Premier League. Liverpool FC stracił szansę na pobicie rekordu. Virgil van Dijk wziął winę na siebie

Getty Images / Paul Childs/Pool  / Na zdjęciu: Virgil van Dijk
Getty Images / Paul Childs/Pool / Na zdjęciu: Virgil van Dijk

Liverpool FC przegrał w środę z Arsenalem 1:2 i stracił szansę na pobicie rekordu Premier League w liczbie zdobytych punktów. Winę na siebie za porażkę z Kanonierami wziął Virgil van Dijk.

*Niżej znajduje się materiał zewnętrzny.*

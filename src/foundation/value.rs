use std::collections::BTreeMap;
use std::fmt;

/// Flat mapping from parameter name to scalar value for the selected effect.
///
/// A `BTreeMap` keeps serialized sessions and CLI output in a stable order.
pub type ParamValues = BTreeMap<String, ParamValue>;

/// A scalar parameter value: a number or a string (colors are strings like `#ff00ff`).
#[derive(Clone, Debug, PartialEq, serde::Serialize, serde::Deserialize)]
#[serde(untagged)]
pub enum ParamValue {
    /// Numeric value, rendered as plain decimal text.
    Number(f64),
    /// String value, rendered single-quoted.
    String(String),
}

impl ParamValue {
    /// Return the numeric payload, if any.
    pub fn as_number(&self) -> Option<f64> {
        match self {
            Self::Number(n) => Some(*n),
            Self::String(_) => None,
        }
    }

    /// Return the string payload, if any.
    pub fn as_str(&self) -> Option<&str> {
        match self {
            Self::Number(_) => None,
            Self::String(s) => Some(s),
        }
    }

    /// Textual encoding used when substituting into a code template.
    ///
    /// Numbers use `f64` display (`1`, `2.5`, `0.1`, no unit, no exponent).
    /// Strings are wrapped in single quotes without escaping.
    pub fn render_literal(&self) -> String {
        match self {
            Self::Number(n) => n.to_string(),
            Self::String(s) => format!("'{s}'"),
        }
    }
}

impl fmt::Display for ParamValue {
    fn fmt(&self, f: &mut fmt::Formatter<'_>) -> fmt::Result {
        match self {
            Self::Number(n) => write!(f, "{n}"),
            Self::String(s) => f.write_str(s),
        }
    }
}

impl From<f64> for ParamValue {
    fn from(v: f64) -> Self {
        Self::Number(v)
    }
}

impl From<&str> for ParamValue {
    fn from(v: &str) -> Self {
        Self::String(v.to_owned())
    }
}

impl From<String> for ParamValue {
    fn from(v: String) -> Self {
        Self::String(v)
    }
}

#[cfg(test)]
#[path = "../../tests/unit/foundation/value.rs"]
mod tests;
use super::*;
use crate::model::Action;
use std::time::Duration;

impl<S: Scheduler, K: ScoreStore> QuizEngine<S, K> {
    pub fn dispatch(&mut self, action: Action) {
        match action {
            Action::Begin => self.begin(),
            Action::Select(option) => self.select(&option),
        }
    }

    /// Start screen -> first question, with a fresh session.
    pub fn begin(&mut self) {
        if let Phase::Question(idx) = self.phase {
            log::debug!("begin ignored, question {idx} is on screen");
            return;
        }
        self.session.reset(self.settings.seconds_per_question);
        log::info!("quiz started ({} questions)", self.questions.len());
        self.show_question();
    }

    /// Resolves the current question with the clicked option.
    pub fn select(&mut self, option: &str) {
        let Phase::Question(idx) = self.phase else {
            log::debug!("option {option:?} clicked outside a question, ignored");
            return;
        };

        self.cancel_countdown();

        let correct = self
            .questions
            .get(idx)
            .is_some_and(|q| q.is_correct(option));
        if correct {
            self.session.correct_count += 1;
        }
        log::debug!("question {idx} answered, correct: {correct}");

        self.session.current_index += 1;
        self.show_question();
    }

    /// One countdown tick. Ticks from a handle that is no longer live are dropped.
    pub fn on_tick(&mut self, handle: TimerHandle) {
        if self.session.active_timer != Some(handle) {
            log::trace!("stale tick {handle:?} ignored");
            return;
        }

        self.session.remaining_seconds = self.session.remaining_seconds.saturating_sub(1);
        if self.session.remaining_seconds > 0 {
            return;
        }

        // timed out: never counts as correct
        self.cancel_countdown();
        log::debug!("question {} timed out", self.session.current_index);
        self.session.current_index += 1;
        self.show_question();
    }

    /// Feeds the clock into the scheduler and handles every tick that fell due.
    pub fn poll_timers(&mut self, now: Duration) {
        for handle in self.scheduler.due(now) {
            self.on_tick(handle);
        }
    }

    fn show_question(&mut self) {
        if self.session.current_index >= self.questions.len() {
            self.end_game();
            return;
        }
        self.session.remaining_seconds = self.settings.seconds_per_question;
        self.phase = Phase::Question(self.session.current_index);
        self.start_countdown();
    }

    fn start_countdown(&mut self) {
        self.cancel_countdown();
        let every = Duration::from_millis(self.settings.tick_interval_ms);
        self.session.active_timer = Some(self.scheduler.schedule_repeating(every));
    }

    fn cancel_countdown(&mut self) {
        if let Some(handle) = self.session.active_timer.take() {
            self.scheduler.cancel(handle);
        }
    }

    fn end_game(&mut self) {
        self.cancel_countdown();

        let score = percent_score(self.session.correct_count, self.questions.len());
        self.store.set(&self.settings.score_key, score.to_string());
        log::info!(
            "quiz finished: {}/{} correct, {score}%",
            self.session.correct_count,
            self.questions.len()
        );

        self.phase = Phase::Start;
    }
}
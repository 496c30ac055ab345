pub mod question;
pub mod start;
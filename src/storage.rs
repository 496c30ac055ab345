// src/storage.rs

use std::collections::{HashMap, HashSet};

/// Synchronous string key/value store. Reads that find nothing return `None`;
/// writes never fail from the caller's point of view.
pub trait ScoreStore {
    fn get(&self, key: &str) -> Option<String>;
    fn set(&mut self, key: &str, value: String);
}

#[derive(Debug, Default, Clone)]
pub struct MemoryStore {
    values: HashMap<String, String>,
}

impl MemoryStore {
    pub fn new() -> Self {
        Self::default()
    }

    pub fn with_value(key: &str, value: &str) -> Self {
        let mut store = Self::new();
        store.set(key, value.to_string());
        store
    }
}

impl ScoreStore for MemoryStore {
    fn get(&self, key: &str) -> Option<String> {
        self.values.get(key).cloned()
    }

    fn set(&mut self, key: &str, value: String) {
        self.values.insert(key.to_string(), value);
    }
}

/// Snapshot of the values eframe persisted for us. eframe only hands out its
/// storage at startup and in `App::save`, so writes are kept here and pushed
/// back with `flush_into`.
#[derive(Debug, Default)]
pub struct EframeStore {
    values: MemoryStore,
    dirty: HashSet<String>,
}

impl EframeStore {
    pub fn load(storage: Option<&dyn eframe::Storage>, keys: &[&str]) -> Self {
        let mut values = MemoryStore::new();
        if let Some(storage) = storage {
            for key in keys {
                if let Some(value) = storage.get_string(key) {
                    values.set(key, value);
                }
            }
        }
        Self {
            values,
            dirty: HashSet::new(),
        }
    }

    pub fn is_dirty(&self) -> bool {
        !self.dirty.is_empty()
    }

    pub fn flush_into(&mut self, storage: &mut dyn eframe::Storage) {
        if self.dirty.is_empty() {
            return;
        }
        for key in self.dirty.drain() {
            if let Some(value) = self.values.get(&key) {
                storage.set_string(&key, value);
            }
        }
        storage.flush();
        log::debug!("persisted store flushed");
    }
}

impl ScoreStore for EframeStore {
    fn get(&self, key: &str) -> Option<String> {
        self.values.get(key)
    }

    fn set(&mut self, key: &str, value: String) {
        self.values.set(key, value);
        self.dirty.insert(key.to_string());
    }
}

/// The browser's `window.localStorage`, read and written in place.
#[cfg(target_arch = "wasm32")]
pub struct LocalStorage {
    storage: Option<web_sys::Storage>,
}

#[cfg(target_arch = "wasm32")]
impl LocalStorage {
    pub fn open() -> Self {
        let storage = web_sys::window().and_then(|w| w.local_storage().ok().flatten());
        if storage.is_none() {
            log::warn!("localStorage unavailable, scores will not survive a reload");
        }
        Self { storage }
    }
}

#[cfg(target_arch = "wasm32")]
impl ScoreStore for LocalStorage {
    fn get(&self, key: &str) -> Option<String> {
        self.storage.as_ref()?.get_item(key).ok()?
    }

    fn set(&mut self, key: &str, value: String) {
        if let Some(storage) = &self.storage {
            if let Err(err) = storage.set_item(key, &value) {
                log::warn!("localStorage write for {key} failed: {err:?}");
            }
        }
    }
}
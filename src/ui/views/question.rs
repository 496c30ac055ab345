use crate::model::Action;
use crate::ui::layout::{centered_panel, sized_button};
use crate::view_models::QuestionView;
use egui::{Context, RichText};

pub fn ui_question(ctx: &Context, view: &QuestionView) -> Option<Action> {
    let mut clicked = None;

    centered_panel(ctx, 220.0, 640.0, |ui| {
        ui.vertical_centered(|ui| {
            ui.label(RichText::new(view.text.as_str()).heading());
            ui.add_space(14.0);

            // Option buttons, in bank order
            let button_width = ((ui.available_width() - 24.0) / 2.0).max(120.0);
            ui.horizontal_wrapped(|ui| {
                for option in &view.options {
                    if sized_button(ui, &option.label, button_width) {
                        clicked = Some(option.action.clone());
                    }
                }
            });

            ui.add_space(14.0);
            ui.label(RichText::new(view.remaining_seconds.to_string()).monospace().size(22.0));
        });
    });

    clicked
}
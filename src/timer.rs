// src/timer.rs
//
// Repeating timers driven by an external clock. Nothing here sleeps or spawns:
// the owner feeds the current time into `due` and gets back the handles whose
// interval elapsed, one entry per elapsed interval.

use std::time::Duration;

#[derive(Debug, Clone, Copy, PartialEq, Eq, Hash)]
pub struct TimerHandle(u64);

pub trait Scheduler {
    /// Starts a timer that fires every `every` from the current clock time.
    fn schedule_repeating(&mut self, every: Duration) -> TimerHandle;

    /// Stops a timer. Cancelling an unknown or already cancelled handle is a no-op.
    fn cancel(&mut self, handle: TimerHandle);

    /// Advances the clock to `now` and returns the fired handles in firing order.
    fn due(&mut self, now: Duration) -> Vec<TimerHandle>;

    /// Earliest instant at which some live timer will fire.
    fn next_due(&self) -> Option<Duration>;

    fn live_count(&self) -> usize;
}

#[derive(Debug, Clone)]
struct Interval {
    handle: TimerHandle,
    every: Duration,
    next_at: Duration,
}

#[derive(Debug, Default)]
pub struct IntervalClock {
    now: Duration,
    next_id: u64,
    intervals: Vec<Interval>,
}

impl IntervalClock {
    pub fn new() -> Self {
        Self::default()
    }

    pub fn now(&self) -> Duration {
        self.now
    }

    pub fn is_live(&self, handle: TimerHandle) -> bool {
        self.intervals.iter().any(|i| i.handle == handle)
    }
}

impl Scheduler for IntervalClock {
    fn schedule_repeating(&mut self, every: Duration) -> TimerHandle {
        let every = every.max(Duration::from_millis(1));
        let handle = TimerHandle(self.next_id);
        self.next_id += 1;
        self.intervals.push(Interval {
            handle,
            every,
            next_at: self.now + every,
        });
        handle
    }

    fn cancel(&mut self, handle: TimerHandle) {
        self.intervals.retain(|i| i.handle != handle);
    }

    fn due(&mut self, now: Duration) -> Vec<TimerHandle> {
        // egui time never goes backwards, but a stale caller must not rewind us
        if now > self.now {
            self.now = now;
        }

        let mut fired: Vec<(Duration, TimerHandle)> = Vec::new();
        for interval in &mut self.intervals {
            while interval.next_at <= self.now {
                fired.push((interval.next_at, interval.handle));
                interval.next_at += interval.every;
            }
        }
        fired.sort_by_key(|(at, _)| *at);
        fired.into_iter().map(|(_, h)| h).collect()
    }

    fn next_due(&self) -> Option<Duration> {
        self.intervals.iter().map(|i| i.next_at).min()
    }

    fn live_count(&self) -> usize {
        self.intervals.len()
    }
}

Po porażcee z Arsenalem jasne stało się, że Liverpool FC nie pobije należącego do Manchesteru City rekordu największej liczby punktów w sezonie. Obywatele w sezonie 2017/18 zakończyli sezon z dorobkiem 100 punktów. The Reds obecnie mają na swoim koncie 93 "oczka", a do zakończenia rozgrywek pozostały już tylko dwa spotkania.

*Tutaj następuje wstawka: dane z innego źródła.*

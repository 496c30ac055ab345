use serde::{Deserialize, Serialize};

pub const DEFAULT_SECONDS_PER_QUESTION: u32 = 30;
pub const DEFAULT_TICK_INTERVAL_MS: u64 = 1000;
pub const DEFAULT_SCORE_KEY: &str = "previous-score";

#[derive(Serialize, Deserialize, Debug, Clone, PartialEq, Eq)]
pub struct Question {
    pub text: String,
    pub correct_answer: String,
    pub options: Vec<String>,
}

impl Question {
    pub fn is_correct(&self, selected: &str) -> bool {
        self.correct_answer == selected
    }
}

#[derive(Serialize, Deserialize, Debug, Clone, PartialEq, Eq)]
#[serde(default)]
pub struct QuizSettings {
    pub seconds_per_question: u32,
    pub tick_interval_ms: u64,
    pub score_key: String,
    pub window_title: String,
}

impl Default for QuizSettings {
    fn default() -> Self {
        Self {
            seconds_per_question: DEFAULT_SECONDS_PER_QUESTION,
            tick_interval_ms: DEFAULT_TICK_INTERVAL_MS,
            score_key: DEFAULT_SCORE_KEY.to_string(),
            window_title: "Timed Quiz".to_string(),
        }
    }
}

/// Question bank as embedded in the binary: settings plus the ordered question list.
#[derive(Serialize, Deserialize, Debug, Clone, Default)]
pub struct QuizBank {
    #[serde(default)]
    pub settings: QuizSettings,
    #[serde(default)]
    pub questions: Vec<Question>,
}

/// Where the engine is. `End` is never observable from outside: finishing a
/// session scores it and drops straight back to `Start`.
#[derive(Debug, Clone, Copy, PartialEq, Eq, Default)]
pub enum Phase {
    #[default]
    Start,
    Question(usize),
}

/// Something the user can trigger from a rendered control.
#[derive(Debug, Clone, PartialEq, Eq)]
pub enum Action {
    Begin,
    Select(String), // option text, bound per button
}
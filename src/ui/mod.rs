pub mod layout;
pub mod views;

use crate::app::QuizApp;
use crate::view_models::View;
use eframe::{App, Frame};
use egui::Context;
use std::time::Duration;

impl App for QuizApp {
    fn update(&mut self, ctx: &Context, frame: &mut Frame) {
        // Ticks first, so the frame shows the state after any timeout
        let now = Duration::from_secs_f64(ctx.input(|i| i.time));
        self.engine.poll_timers(now);

        // One view per phase, each redraws its whole panel
        let clicked = match self.engine.view() {
            View::Start(view) => views::start::ui_start(ctx, &view),
            View::Question(view) => views::question::ui_question(ctx, &view),
        };

        if let Some(action) = clicked {
            self.engine.dispatch(action);
            ctx.request_repaint();
        }

        // A session can end from a click or from a timeout
        if let Some(storage) = frame.storage_mut() {
            self.persist(storage);
        }

        // Keep frames coming while a countdown runs, even without input
        if let Some(at) = self.engine.next_tick_at() {
            ctx.request_repaint_after(at.saturating_sub(now));
        }
    }

    fn save(&mut self, storage: &mut dyn eframe::Storage) {
        self.persist(storage);
    }
}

Liverpool FC prowadził z Arsenalem od 20. minuty. Wtedy gola zdobył Sadio Mane. Kanonierzy jeszcze przed przerwą wyszli na prowadzenie, a pomógł im w tym Virgil van Dijk. Holenderski obrońca winę za trzecią porażkę w tym sezonie wziął na siebie.

- Popełniłem błąd. To moja wina - mówił van Dijk o sytuacji, w której stracił piłkę na skraju własnego pola karnego. Przejął ją Alexandre Lacazette i doprowadził do wyrównania. - To był prezent. Do ich pierwszego gola przeważaliśmy. Podarowaliśmy Arsenalowi dwa gole - dodał van Dijk, którego cytuje "Daily Mail".

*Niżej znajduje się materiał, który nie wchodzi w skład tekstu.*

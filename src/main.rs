use timed_quiz::QuizApp;
use timed_quiz::data::read_bank_embedded;

#[cfg(not(target_arch = "wasm32"))]
fn main() -> eframe::Result<()> {
    env_logger::Builder::from_env(env_logger::Env::default().default_filter_or("info")).init();

    let bank = read_bank_embedded().map_err(|e| {
        log::error!("{e}");
        eframe::Error::AppCreation(Box::new(e))
    })?;

    let options = eframe::NativeOptions {
        viewport: egui::ViewportBuilder::default().with_inner_size([720.0, 420.0]),
        ..Default::default()
    };
    let title = bank.settings.window_title.clone();
    eframe::run_native(
        &title,
        options,
        Box::new(|cc| Ok(Box::new(QuizApp::new(cc, bank)))),
    )
}

// Browser build: draws into <canvas id="the_canvas_id">
#[cfg(target_arch = "wasm32")]
fn main() {
    use wasm_bindgen::JsCast;

    eframe::WebLogger::init(log::LevelFilter::Debug).ok();
    let web_options = eframe::WebOptions::default();

    let bank = match read_bank_embedded() {
        Ok(bank) => bank,
        Err(err) => {
            log::error!("{err}");
            return;
        }
    };

    wasm_bindgen_futures::spawn_local(async move {
        let Some(document) = web_sys::window().and_then(|w| w.document()) else {
            log::error!("no document to attach the quiz to");
            return;
        };
        let Some(canvas) = document
            .get_element_by_id("the_canvas_id")
            .and_then(|el| el.dyn_into::<web_sys::HtmlCanvasElement>().ok())
        else {
            log::error!("canvas #the_canvas_id not found");
            return;
        };

        let result = eframe::WebRunner::new()
            .start(
                canvas,
                web_options,
                Box::new(|cc| Ok(Box::new(QuizApp::new(cc, bank)))),
            )
            .await;

        if let Err(err) = result {
            log::error!("failed to start the quiz: {err:?}");
        }
    });
}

ZOBACZ WIDEO: #dziejesiewsporcie: kuriozalny samobój z polskiej ligi

Po meczu Juergen Klopp był sfrustrowany nie tyle porażką, co stratą szans na rekord Premier League. - Jestem rozczarowany i zły z powodu kilku rzeczy. To był dobry mecz, ale zrobiliśmy sobie przerwę i dlatego przegraliśmy. Jeśli popełnia się tego typu błędy, nie można wygrać meczu w Premier League albo trzeba mieć naprawdę dużo szczęścia - przyznał Klopp dla "The Guardian".

- Zaczęliśmy wyjątkowo dobrze i odkąd tu jestem, nie pamiętam tak dominującego występu przeciwko Arsenalowi. Całkowicie zasłużyliśmy na prowadzenie, ale po jego objęciu zrobiliśmy sobie przerwę. Wszyscy jesteśmy ludźmi, może to była po prostu błędna ocena sytuacji - dodał Klopp.

Czytaj także:
PKO Ekstraklasa. Lechia - Legia. Przegląd wojsk na pierwszym planie. Za mało jakości piłkarskiej w Gdańsku
The Championship. Polska ofensywa naciera na Premier League po latach marazmu

Komentarze (0)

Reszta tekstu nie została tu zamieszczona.